Problem to work on: Set out exactly every line of the entries below, starting at the line that holds "let other = self.index(kind).sorted_records();" and stopping after the line that holds "pub fn record_selection(&self, key: &str)".

Stored data
□ □ □ □ □

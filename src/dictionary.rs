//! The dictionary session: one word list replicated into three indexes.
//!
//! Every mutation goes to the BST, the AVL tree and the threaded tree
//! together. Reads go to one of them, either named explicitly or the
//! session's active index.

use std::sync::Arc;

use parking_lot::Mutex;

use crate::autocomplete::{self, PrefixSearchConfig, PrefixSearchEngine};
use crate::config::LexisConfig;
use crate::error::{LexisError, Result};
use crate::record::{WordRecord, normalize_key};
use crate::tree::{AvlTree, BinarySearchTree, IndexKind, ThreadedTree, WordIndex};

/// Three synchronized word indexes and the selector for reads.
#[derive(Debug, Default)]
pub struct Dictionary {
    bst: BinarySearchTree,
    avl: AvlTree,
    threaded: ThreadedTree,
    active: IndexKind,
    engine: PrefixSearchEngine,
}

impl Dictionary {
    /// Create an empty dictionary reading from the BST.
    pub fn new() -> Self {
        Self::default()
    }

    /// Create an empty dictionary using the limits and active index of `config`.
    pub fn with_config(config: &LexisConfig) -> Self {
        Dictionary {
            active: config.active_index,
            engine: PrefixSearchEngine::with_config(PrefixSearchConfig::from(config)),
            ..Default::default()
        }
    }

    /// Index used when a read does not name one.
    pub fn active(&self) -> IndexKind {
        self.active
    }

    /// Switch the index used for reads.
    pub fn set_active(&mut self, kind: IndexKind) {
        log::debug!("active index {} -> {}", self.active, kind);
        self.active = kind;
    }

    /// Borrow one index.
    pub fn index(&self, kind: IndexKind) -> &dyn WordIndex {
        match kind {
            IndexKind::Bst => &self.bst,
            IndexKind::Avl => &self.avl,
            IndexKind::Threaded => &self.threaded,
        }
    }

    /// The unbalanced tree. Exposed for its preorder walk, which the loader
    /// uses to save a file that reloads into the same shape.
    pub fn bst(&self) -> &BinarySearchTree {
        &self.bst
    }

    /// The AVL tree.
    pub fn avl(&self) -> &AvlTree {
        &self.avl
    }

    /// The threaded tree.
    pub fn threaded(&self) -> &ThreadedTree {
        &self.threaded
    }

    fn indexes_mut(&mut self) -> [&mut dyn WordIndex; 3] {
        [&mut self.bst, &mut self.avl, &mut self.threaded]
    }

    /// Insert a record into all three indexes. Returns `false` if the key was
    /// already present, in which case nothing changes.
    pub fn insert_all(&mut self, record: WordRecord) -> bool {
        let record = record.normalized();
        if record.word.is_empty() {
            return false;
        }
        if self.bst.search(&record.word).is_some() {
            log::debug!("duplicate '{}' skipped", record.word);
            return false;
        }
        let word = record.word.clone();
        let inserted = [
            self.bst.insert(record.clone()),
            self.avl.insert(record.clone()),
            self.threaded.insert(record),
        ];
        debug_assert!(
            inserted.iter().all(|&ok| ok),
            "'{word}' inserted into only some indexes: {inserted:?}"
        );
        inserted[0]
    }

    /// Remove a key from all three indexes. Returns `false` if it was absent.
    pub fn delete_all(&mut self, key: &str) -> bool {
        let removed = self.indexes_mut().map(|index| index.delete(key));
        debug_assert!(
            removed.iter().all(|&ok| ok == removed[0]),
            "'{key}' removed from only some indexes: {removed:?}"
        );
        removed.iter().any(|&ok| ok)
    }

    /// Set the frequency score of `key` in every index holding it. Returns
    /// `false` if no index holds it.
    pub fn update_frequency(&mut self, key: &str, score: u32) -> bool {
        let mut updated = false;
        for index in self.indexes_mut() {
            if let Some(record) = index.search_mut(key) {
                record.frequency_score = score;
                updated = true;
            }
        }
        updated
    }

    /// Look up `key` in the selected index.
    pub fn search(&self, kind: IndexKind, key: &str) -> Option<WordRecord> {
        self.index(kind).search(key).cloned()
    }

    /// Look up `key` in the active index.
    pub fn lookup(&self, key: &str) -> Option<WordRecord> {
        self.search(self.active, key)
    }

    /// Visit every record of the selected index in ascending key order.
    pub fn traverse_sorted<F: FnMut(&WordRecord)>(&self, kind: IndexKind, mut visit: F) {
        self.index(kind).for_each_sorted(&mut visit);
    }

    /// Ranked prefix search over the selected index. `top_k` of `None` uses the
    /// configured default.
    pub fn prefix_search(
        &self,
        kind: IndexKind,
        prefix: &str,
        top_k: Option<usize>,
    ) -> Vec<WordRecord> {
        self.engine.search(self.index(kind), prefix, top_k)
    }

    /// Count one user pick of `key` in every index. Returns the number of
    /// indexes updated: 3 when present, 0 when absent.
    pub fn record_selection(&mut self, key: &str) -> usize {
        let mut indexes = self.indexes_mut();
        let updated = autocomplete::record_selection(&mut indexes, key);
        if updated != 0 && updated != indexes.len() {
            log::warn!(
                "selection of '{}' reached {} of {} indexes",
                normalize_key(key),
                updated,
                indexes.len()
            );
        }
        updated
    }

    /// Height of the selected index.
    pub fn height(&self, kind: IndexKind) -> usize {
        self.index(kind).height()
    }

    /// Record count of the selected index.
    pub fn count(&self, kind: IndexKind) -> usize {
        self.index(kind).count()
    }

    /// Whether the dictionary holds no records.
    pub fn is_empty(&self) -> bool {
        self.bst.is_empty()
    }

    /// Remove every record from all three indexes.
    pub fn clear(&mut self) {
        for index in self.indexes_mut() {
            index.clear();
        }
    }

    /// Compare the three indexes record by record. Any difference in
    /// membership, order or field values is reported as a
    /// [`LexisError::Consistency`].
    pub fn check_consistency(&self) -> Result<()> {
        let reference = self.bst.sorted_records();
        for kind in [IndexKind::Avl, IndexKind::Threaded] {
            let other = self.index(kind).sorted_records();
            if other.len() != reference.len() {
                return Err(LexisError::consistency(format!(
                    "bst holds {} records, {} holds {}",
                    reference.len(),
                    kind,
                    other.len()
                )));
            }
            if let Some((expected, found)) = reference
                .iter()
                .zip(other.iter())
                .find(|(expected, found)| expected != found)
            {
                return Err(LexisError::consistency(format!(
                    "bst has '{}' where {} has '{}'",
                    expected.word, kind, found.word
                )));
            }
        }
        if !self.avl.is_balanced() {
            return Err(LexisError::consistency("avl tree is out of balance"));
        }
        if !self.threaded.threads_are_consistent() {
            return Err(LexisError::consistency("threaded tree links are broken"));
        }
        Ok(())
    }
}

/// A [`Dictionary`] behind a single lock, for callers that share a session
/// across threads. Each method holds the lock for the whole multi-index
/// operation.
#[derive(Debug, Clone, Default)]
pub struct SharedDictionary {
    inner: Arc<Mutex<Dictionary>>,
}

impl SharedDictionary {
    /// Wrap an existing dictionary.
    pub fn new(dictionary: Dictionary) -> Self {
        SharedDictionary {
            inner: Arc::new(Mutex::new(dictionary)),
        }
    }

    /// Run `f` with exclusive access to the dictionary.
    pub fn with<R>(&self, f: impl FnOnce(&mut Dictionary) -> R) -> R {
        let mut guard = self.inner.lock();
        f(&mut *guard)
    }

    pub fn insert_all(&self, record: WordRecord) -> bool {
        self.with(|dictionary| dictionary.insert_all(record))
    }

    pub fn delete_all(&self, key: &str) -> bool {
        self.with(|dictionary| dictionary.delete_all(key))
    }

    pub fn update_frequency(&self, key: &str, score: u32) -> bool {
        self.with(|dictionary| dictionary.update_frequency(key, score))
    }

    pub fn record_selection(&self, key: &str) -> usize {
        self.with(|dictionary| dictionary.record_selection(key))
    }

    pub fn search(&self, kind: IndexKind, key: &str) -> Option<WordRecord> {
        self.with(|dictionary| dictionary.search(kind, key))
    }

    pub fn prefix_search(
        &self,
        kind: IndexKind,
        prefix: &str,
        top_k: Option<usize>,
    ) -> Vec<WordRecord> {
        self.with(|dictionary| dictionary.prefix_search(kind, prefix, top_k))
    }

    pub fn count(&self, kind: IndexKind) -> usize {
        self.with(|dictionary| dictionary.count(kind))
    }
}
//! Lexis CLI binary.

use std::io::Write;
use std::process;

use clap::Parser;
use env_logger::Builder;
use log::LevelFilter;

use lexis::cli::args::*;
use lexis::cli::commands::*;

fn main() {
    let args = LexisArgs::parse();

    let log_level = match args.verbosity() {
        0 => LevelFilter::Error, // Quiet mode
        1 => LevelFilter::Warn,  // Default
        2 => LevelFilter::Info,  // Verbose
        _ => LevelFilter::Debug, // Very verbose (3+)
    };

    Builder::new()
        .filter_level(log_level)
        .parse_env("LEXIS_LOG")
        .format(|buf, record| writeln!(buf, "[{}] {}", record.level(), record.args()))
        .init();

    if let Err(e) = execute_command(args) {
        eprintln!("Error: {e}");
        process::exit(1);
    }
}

□ □ □ □ □

Exercise output:
            let other = self.index(kind).sorted_records();
            if other.len() != reference.len() {
                return Err(LexisError::consistency(format!(
                    "bst holds {} records, {} holds {}",
                    reference.len(),
                    kind,
                    other.len()
                )));
            }
            if let Some((expected, found)) = reference
                .iter()
                .zip(other.iter())
                .find(|(expected, found)| expected != found)
            {
                return Err(LexisError::consistency(format!(
                    "bst has '{}' where {} has '{}'",
                    expected.word, kind, found.word
                )));
            }
        }
        if !self.avl.is_balanced() {
            return Err(LexisError::consistency("avl tree is out of balance"));
        }
        if !self.threaded.threads_are_consistent() {
            return Err(LexisError::consistency("threaded tree links are broken"));
        }
        Ok(())
    }
}

/// A [`Dictionary`] behind a single lock, for callers that share a session
/// across threads. Each method holds the lock for the whole multi-index
/// operation.
#[derive(Debug, Clone, Default)]
pub struct SharedDictionary {
    inner: Arc<Mutex<Dictionary>>,
}

impl SharedDictionary {
    /// Wrap an existing dictionary.
    pub fn new(dictionary: Dictionary) -> Self {
        SharedDictionary {
            inner: Arc::new(Mutex::new(dictionary)),
        }
    }

    /// Run `f` with exclusive access to the dictionary.
    pub fn with<R>(&self, f: impl FnOnce(&mut Dictionary) -> R) -> R {
        let mut guard = self.inner.lock();
        f(&mut *guard)
    }

    pub fn insert_all(&self, record: WordRecord) -> bool {
        self.with(|dictionary| dictionary.insert_all(record))
    }

    pub fn delete_all(&self, key: &str) -> bool {
        self.with(|dictionary| dictionary.delete_all(key))
    }

    pub fn update_frequency(&self, key: &str, score: u32) -> bool {
        self.with(|dictionary| dictionary.update_frequency(key, score))
    }

    pub fn record_selection(&self, key: &str) -> usize {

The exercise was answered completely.